Um Projeto de Lei em tramitação na Câmara Municipal de Porto Alegre (PL 353/2025) tem provocado debates entre parlamentares, líderes religiosos e representantes da sociedade civil. A proposta estabelece sanções administrativas para pessoas e instituições que promovam ou ofereçam a chamada "terapia de conversão", prática voltada à mudança da orientação sexual ou da identidade de gênero.
De autoria do vereador Giovani Culau e Coletivo (PCdoB), o texto prevê penalidades para quem ofertar, anunciar ou realizar atendimentos com esse objetivo em consultórios, clínicas, comunidades terapêuticas, ambientes religiosos ou locais de espiritualidade.
O projeto também considera infração submeter uma pessoa, mesmo com seu consentimento, a tratamentos, internações, cirurgias ou administração de medicamentos com a finalidade de alterar sua orientação sexual ou identidade de gênero. Além disso, proíbe a realização de palestras, cursos, seminários e eventos que promovam ou incentivem práticas classificadas como "terapia de conversão".
As penalidades previstas incluem advertência, multas entre R$ 250 e R$ 2.500, suspensão das atividades por até 30 dias, cassação do alvará de funcionamento e impedimento para ocupar cargos públicos no município.
Preocupação com a liberdade religiosa
O projeto tem recebido críticas de vereadores da bancada cristã, que afirmam que a redação pode permitir interpretações que alcancem atividades religiosas, como oração, aconselhamento pastoral e direção espiritual prestados a pessoas que, de forma voluntária, procuram apoio para viver conforme suas convicções de fé.
A vereadora Tanise Sabino (MDB), psicóloga e cristã, declarou que repudia qualquer prática abusiva, coercitiva ou humilhante.
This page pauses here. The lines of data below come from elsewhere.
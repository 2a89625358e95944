//! Translation of host-native parameter schemas into JSON-Schema descriptors

use std::collections::BTreeMap;

use regex::Regex;
use thiserror::Error;

use crate::host::{CustomSerializer, NativeField, NativeSchema};
use crate::model::{SchemaDescriptor, SchemaKind, SchemaNode};

#[derive(Debug, Error)]
pub enum TranslateError {
    #[error("tool arguments must be an object schema, found {found}")]
    NonObjectSchema { found: &'static str },
    #[error("no serializer available for validator {0}")]
    UnsupportedValidator(String),
    #[error("invalid pattern {pattern}: {source}")]
    InvalidPattern {
        pattern: String,
        #[source]
        source: regex::Error,
    },
    #[error("duplicate schema key {0}")]
    DuplicateKey(String),
}

/// Convert a tool's native argument schema into the `{type: "object", properties}` form.
pub fn translate(
    native: &NativeSchema,
    serializer: Option<&dyn CustomSerializer>,
) -> Result<SchemaDescriptor, TranslateError> {
    match convert(native, serializer)?.kind {
        SchemaKind::Object {
            properties,
            required,
        } => Ok(SchemaDescriptor::object(properties, required)),
        other => Err(TranslateError::NonObjectSchema {
            found: other.type_name(),
        }),
    }
}

pub fn convert(
    native: &NativeSchema,
    serializer: Option<&dyn CustomSerializer>,
) -> Result<SchemaNode, TranslateError> {
    let kind = match native {
        NativeSchema::Object(fields) => return convert_object(fields, serializer),
        NativeSchema::String => SchemaKind::String { pattern: None },
        NativeSchema::Integer { min, max } => SchemaKind::Integer {
            minimum: *min,
            maximum: *max,
        },
        NativeSchema::Number { min, max } => SchemaKind::Number {
            minimum: *min,
            maximum: *max,
        },
        NativeSchema::Boolean => SchemaKind::Boolean,
        NativeSchema::Any => SchemaKind::Any,
        NativeSchema::Pattern(pattern) => {
            Regex::new(pattern).map_err(|source| TranslateError::InvalidPattern {
                pattern: pattern.clone(),
                source,
            })?;
            SchemaKind::String {
                pattern: Some(pattern.clone()),
            }
        }
        NativeSchema::OneOf(choices) => SchemaKind::Enum {
            values: choices.iter().map(|choice| choice.to_json()).collect(),
        },
        NativeSchema::List(item) => SchemaKind::Array {
            items: Box::new(convert(item, serializer)?),
        },
        NativeSchema::AnyOf(options) => SchemaKind::AnyOf(
            options
                .iter()
                .map(|option| convert(option, serializer))
                .collect::<Result<Vec<_>, _>>()?,
        ),
        NativeSchema::Custom(validator) => {
            return serializer
                .and_then(|serializer| serializer.serialize(validator))
                .ok_or_else(|| TranslateError::UnsupportedValidator(validator.clone()));
        }
    };

    Ok(SchemaNode::new(kind))
}

fn convert_object(
    fields: &[NativeField],
    serializer: Option<&dyn CustomSerializer>,
) -> Result<SchemaNode, TranslateError> {
    let mut properties = BTreeMap::new();
    let mut required = Vec::new();

    for field in fields {
        let node = convert(&field.schema, serializer)?.with_description(field.description.clone());
        if properties.insert(field.key.clone(), node).is_some() {
            return Err(TranslateError::DuplicateKey(field.key.clone()));
        }
        if field.required {
            required.push(field.key.clone());
        }
    }

    Ok(SchemaNode::new(SchemaKind::Object {
        properties,
        required,
    }))
}

#[cfg(test)]
mod tests {
    use super::*;
    use crate::host::ConstraintValue;
    use serde_json::json;

    struct NameSerializer;

    impl CustomSerializer for NameSerializer {
        fn serialize(&self, validator: &str) -> Option<SchemaNode> {
            (validator == "entity_name").then(SchemaNode::string)
        }
    }

    fn light_schema() -> NativeSchema {
        NativeSchema::Object(vec![
            NativeField::optional("name", NativeSchema::Custom("entity_name".to_string()))
                .described("Name of the device"),
            NativeField::required(
                "brightness",
                NativeSchema::Integer {
                    min: Some(0),
                    max: Some(100),
                },
            ),
            NativeField::optional(
                "mode",
                NativeSchema::OneOf(vec![
                    ConstraintValue::Text("on".to_string()),
                    ConstraintValue::Text("off".to_string()),
                ]),
            ),
            NativeField::optional("domain", NativeSchema::List(Box::new(NativeSchema::String))),
        ])
    }

    #[test]
    fn translates_object_schema_with_custom_serializer() {
        let schema = translate(&light_schema(), Some(&NameSerializer)).expect("translation");

        assert_eq!(schema.schema_type(), "object");
        assert_eq!(
            serde_json::to_value(&schema).expect("schema serialization"),
            json!({
                "type": "object",
                "properties": {
                    "brightness": {"type": "integer", "minimum": 0, "maximum": 100},
                    "domain": {"type": "array", "items": {"type": "string"}},
                    "mode": {"type": "string", "enum": ["on", "off"]},
                    "name": {"type": "string", "description": "Name of the device"}
                },
                "required": ["brightness"]
            })
        );
    }

    #[test]
    fn custom_validator_without_serializer_fails() {
        let error = translate(&light_schema(), None).expect_err("missing serializer must fail");
        assert!(matches!(error, TranslateError::UnsupportedValidator(name) if name == "entity_name"));
    }

    #[test]
    fn non_object_top_level_schema_fails() {
        let error = translate(&NativeSchema::String, None).expect_err("string schema must fail");
        assert!(matches!(
            error,
            TranslateError::NonObjectSchema { found: "string" }
        ));
    }

    #[test]
    fn invalid_pattern_fails() {
        let schema = NativeSchema::Object(vec![NativeField::required(
            "code",
            NativeSchema::Pattern("[unclosed".to_string()),
        )]);

        let error = translate(&schema, None).expect_err("bad pattern must fail");
        assert!(matches!(error, TranslateError::InvalidPattern { .. }));
    }

    #[test]
    fn duplicate_keys_fail() {
        let schema = NativeSchema::Object(vec![
            NativeField::required("name", NativeSchema::String),
            NativeField::optional("name", NativeSchema::String),
        ]);

        let error = translate(&schema, None).expect_err("duplicate key must fail");
        assert!(matches!(error, TranslateError::DuplicateKey(key) if key == "name"));
    }

    #[test]
    fn empty_object_has_no_required_list() {
        let schema = translate(&NativeSchema::Object(vec![]), None).expect("translation");
        assert_eq!(
            serde_json::to_value(&schema).expect("schema serialization"),
            json!({"type": "object", "properties": {}})
        );
    }
}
No entanto, segundo ela, o texto não diferencia adequadamente práticas ilegais de aconselhamento espiritual voluntário.
"Ao não separar o que é prática abusiva do que é aconselhamento espiritual, o projeto abre margem para transformar ambientes religiosos em alvos de infração administrativa", afirmou a parlamentar em publicação nas redes sociais.
O vereador Hamilton Sossmeier (Podemos) também manifestou preocupação, destacando que a proposta poderá impactar diretamente a liberdade das igrejas ao responsabilizar aconselhamentos procurados espontaneamente pelos próprios interessados.
Emendas buscam proteger atuação das igrejas
Em resposta às preocupações levantadas, um grupo de vereadores apresentou emendas ao projeto durante sua tramitação.
As alterações propõem que aconselhamento pastoral, direção espiritual, ensino religioso, evangelização, proselitismo e demais manifestações de fé, quando realizados de forma voluntária e sem qualquer tipo de coação, violência ou constrangimento, não sejam enquadrados como infração administrativa.
As emendas também retiram do texto referências diretas a ambientes religiosos e locais de espiritualidade, buscando evitar interpretações que possam restringir o exercício da liberdade religiosa garantida pela Constituição Federal.
Conselhos profissionais já possuem normas sobre o tema
Os defensores das emendas ressaltam ainda que o Conselho Federal de Psicologia e o Conselho Federal de Medicina já possuem normas que vedam práticas profissionais destinadas à reversão da orientação sexual, além de o Código Penal prever punições para casos de violência, abuso ou constrangimento.
Segundo esse entendimento, o debate gira em torno da necessidade de preservar a distinção entre práticas coercitivas, já proibidas pela legislação, e o aconselhamento religioso voluntário exercido por igrejas e líderes espirituais.
Projeto semelhante tramita na Bahia
Uma proposta com objetivo semelhante também está em tramitação na Assembleia Legislativa da Bahia. O Projeto de Lei nº 25.862/2025, de autoria do deputado estadual Hilton Coelho (PSOL), prevê sanções para pessoas e instituições que promovam práticas voltadas à chamada "terapia de conversão" no estado.
Assim como ocorre em Porto Alegre, parlamentares e lideranças religiosas acompanham a discussão, argumentando que o texto poderá gerar impactos sobre atividades pastorais, aconselhamento espiritual, orações e outras manifestações religiosas voltadas a pessoas que, por decisão própria, procuram orientação para viver de acordo com sua fé.
O PL 353/2025 segue em tramitação na Câmara Municipal de Porto Alegre e ainda será apreciado pelos vereadores antes de uma eventual aprovação.